Sunday, December 14, 2008

The rain that changed history?

The Hilo rain scared off Sarah Palin. As documented in the book Sarah, she – along with three of her friends – thought it would be a fabulous thing to go to college in Hawaii. They clearly did very little research about Hilo, expecting both warmth and sunshine. According to one member of the quartet, Tilly Ketchum, it rained for three weeks straight when they arrived (towards the end of August of 1982). "Once we got there, we hated it," she recalled. Sarah said of the experience: “"Rain was coming sideways, and I wondered what the heck I was doing out there.”

To get away from the rain, Palin and her friends quickly transferred to Hawaii Pacific University on Oahu. While it rained less there, they happened to go to college in the second rainiest year since records had been kept. (It is now the third rainiest year as 1994 took the lead.) So, ultimately, she decided she preferred cold to rain.

But, could it have been different if she happened to go a different year?

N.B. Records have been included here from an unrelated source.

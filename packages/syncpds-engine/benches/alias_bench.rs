//! Alias query benchmarks
//!
//! - Backward query over a copy chain of growing length
//! - Backward query through a chain of nested identity calls
//! - Whole-program forward run over every allocation

use criterion::{black_box, criterion_group, criterion_main, BenchmarkId, Criterion, Throughput};
use std::sync::Arc;
use syncpds_engine::config::AnalysisConfig;
use syncpds_engine::features::query::{InMemoryProgram, MethodBuilder};
use syncpds_engine::{
    AnalysisContext, AnalysisScope, BackwardQuery, Method, OneWeightFunctions, QueryEngine,
    Reachability, Statement, Val, WeightFunctions, WholeProgramAnalysis,
};

fn main_method() -> Method {
    Method::new("Bench", "main")
}

/// `v0 = new T; v1 = v0; ...; vn = v(n-1); ret`
fn copy_chain(len: usize) -> InMemoryProgram {
    let mut b = MethodBuilder::new(main_method());
    b.alloc("v0", "T");
    for i in 1..=len {
        b.copy(&format!("v{}", i), &format!("v{}", i - 1));
    }
    b.ret(None);
    let mut program = InMemoryProgram::new();
    program.add_method(b);
    program
}

/// `f_i(p) { r = f_(i+1)(p); ret r }`, the last one returns `p`
fn call_chain(depth: usize) -> InMemoryProgram {
    let mut program = InMemoryProgram::new();
    let methods: Vec<Method> = (0..depth).map(|i| Method::new("Chain", format!("f{}", i))).collect();
    for (i, method) in methods.iter().enumerate() {
        let mut b = MethodBuilder::new(method.clone());
        b.params(&["p"]);
        match methods.get(i + 1) {
            Some(next) => {
                b.call(Some("r"), next, &["p"]);
                b.ret(Some("r"));
            }
            None => {
                b.ret(Some("p"));
            }
        }
        program.add_method(b);
    }

    let mut b = MethodBuilder::new(main_method());
    b.alloc("a", "A");
    b.call(Some("b"), &methods[0], &["a"]);
    b.nop();
    b.ret(None);
    program.add_method(b);
    program
}

fn bench_copy_chain(c: &mut Criterion) {
    let mut group = c.benchmark_group("backward_copy_chain");
    let main = main_method();

    for len in [10usize, 100, 500] {
        let program: Arc<dyn syncpds_engine::ProgramModel> = Arc::new(copy_chain(len));
        let query = BackwardQuery::new(
            Statement::new(main.clone(), len + 1),
            Val::local(format!("v{}", len), &main),
        );
        group.throughput(Throughput::Elements(len as u64));
        group.bench_with_input(BenchmarkId::from_parameter(len), &query, |b, query| {
            b.iter(|| {
                let mut engine: QueryEngine<Reachability> =
                    QueryEngine::new(program.clone(), AnalysisConfig::default());
                black_box(engine.solve_backward(query.clone()).unwrap())
            });
        });
    }

    group.finish();
}

fn bench_call_chain(c: &mut Criterion) {
    let mut group = c.benchmark_group("backward_call_chain");
    let main = main_method();

    for depth in [4usize, 16, 64] {
        let program: Arc<dyn syncpds_engine::ProgramModel> = Arc::new(call_chain(depth));
        let query = BackwardQuery::new(Statement::new(main.clone(), 3), Val::local("b", &main));
        group.bench_with_input(BenchmarkId::from_parameter(depth), &query, |b, query| {
            b.iter(|| {
                let mut engine: QueryEngine<Reachability> =
                    QueryEngine::new(program.clone(), AnalysisConfig::default());
                black_box(engine.solve_backward(query.clone()).unwrap())
            });
        });
    }

    group.finish();
}

fn bench_whole_program(c: &mut Criterion) {
    let program: Arc<dyn syncpds_engine::ProgramModel> = Arc::new(copy_chain(200));
    let queries = AnalysisScope::new(program.as_ref()).allocation_sites();
    let weights: Arc<dyn WeightFunctions<Reachability>> = Arc::new(OneWeightFunctions);

    c.bench_function("whole_program_forward", |b| {
        b.iter(|| {
            let context = AnalysisContext::new(program.clone(), AnalysisConfig::default()).unwrap();
            let analysis = WholeProgramAnalysis::new(context);
            black_box(analysis.run_forward(&queries, weights.clone()).unwrap())
        });
    });
}

criterion_group!(benches, bench_copy_chain, bench_call_chain, bench_whole_program);
criterion_main!(benches);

Here is a chart showing the amount of rain greeting our ignorant Sarah and her buddies. (School started on August 23rd. Therefore, I checked the records beginning on August 22 at this wonderful site. Click on the chart if the writing is too small for you to read. Remember, dear foreign readers, that 1 inch=2.5 cm)The first 10 days, the hapless foursome were pelted with 15" of rain. By contrast, we have been in Hilo for three months and have only received 14.74" of rain the entire time! What a contrast.

Hilo is exactly the “small town with good American values” kind of place Palin claims to treasure. (And, having spent time in both Wasilla and here - trust me, Hilo beats Wasilla for charm.) If she had the spectacularly good weather we have had, instead of the rotten weather she endured, don't you think that history might have been different?